== About this task ==
Determine the number of lines in the data that include the word "http", and write only that number.

== The records ==
BEGIN
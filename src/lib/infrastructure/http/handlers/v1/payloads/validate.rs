//! Validate payload handler

use std::collections::BTreeMap;

use axum::{
    extract::{rejection::JsonRejection, State},
    http::StatusCode,
    Json,
};
use serde::{Deserialize, Serialize};
use utoipa::ToSchema;

use crate::{
    domain::communication::payloads::{EmailPayload, PayloadValidator, ValidatedPayload},
    infrastructure::http::{errors::ApiError, state::AppState},
};

/// Validate payload request body
#[derive(Clone, Debug, Default, Serialize, Deserialize, ToSchema)]
#[serde(default)]
pub struct ValidatePayloadBody {
    /// The sender's display name
    #[schema(example = "Johnson")]
    sender_name: String,

    /// The receiver's display name
    #[schema(example = "Janet")]
    receiver_name: String,

    /// The sender's email address
    #[schema(example = "john@example.com")]
    sender_addr: String,

    /// The receiver's email address
    #[schema(example = "jane@example.com")]
    receiver_addr: String,

    /// The HTML body
    #[schema(example = "<p>Hello {name}!</p>")]
    html: String,

    /// Values for the placeholders in the HTML body
    #[schema(example = json!({"name": "Janet"}))]
    replacements: BTreeMap<String, String>,
}

impl From<ValidatePayloadBody> for EmailPayload {
    fn from(body: ValidatePayloadBody) -> Self {
        Self {
            sender_name: body.sender_name,
            receiver_name: body.receiver_name,
            sender_addr: body.sender_addr,
            receiver_addr: body.receiver_addr,
            html: body.html,
            replacements: body.replacements,
        }
    }
}

/// Validate payload response body
#[derive(Debug, Serialize, Deserialize, ToSchema)]
pub struct ValidatePayloadResponse {
    #[schema(example = "Johnson")]
    sender_name: String,

    #[schema(example = "Janet")]
    receiver_name: String,

    #[schema(example = "john@example.com")]
    sender_addr: String,

    #[schema(example = "jane@example.com")]
    receiver_addr: String,

    #[schema(example = json!(["name"]))]
    placeholders: Vec<String>,
}

impl From<ValidatedPayload> for ValidatePayloadResponse {
    fn from(payload: ValidatedPayload) -> Self {
        let placeholders = payload.placeholders();

        Self {
            sender_name: payload.sender_name.into(),
            receiver_name: payload.receiver_name.into(),
            sender_addr: payload.sender_addr.into(),
            receiver_addr: payload.receiver_addr.into(),
            placeholders,
        }
    }
}

/// Validate an outbound email payload
#[utoipa::path(
    post,
    operation_id = "validate_payload",
    tag = "Payloads",
    path = "/api/v1/payloads/validate",
    request_body = ValidatePayloadBody,
    responses(
        (status = StatusCode::OK, description = "Payload accepted", body = ValidatePayloadResponse),
        (status = StatusCode::UNPROCESSABLE_ENTITY, description = "Payload rejected", body = ErrorResponse, example = json!({"error": "Invalid sender email address: must contain a single '@' character", "kind": "InvalidEmailAddress"})),
    )
)]
pub async fn handler<V: PayloadValidator>(
    State(state): State<AppState<V>>,
    request: Result<Json<ValidatePayloadBody>, JsonRejection>,
) -> Result<(StatusCode, Json<ValidatePayloadResponse>), ApiError> {
    let Json(request) = request?;

    let validated = state.validator.validate(&request.into())?;

    Ok((StatusCode::OK, Json(validated.into())))
}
END
== The completed task ==
3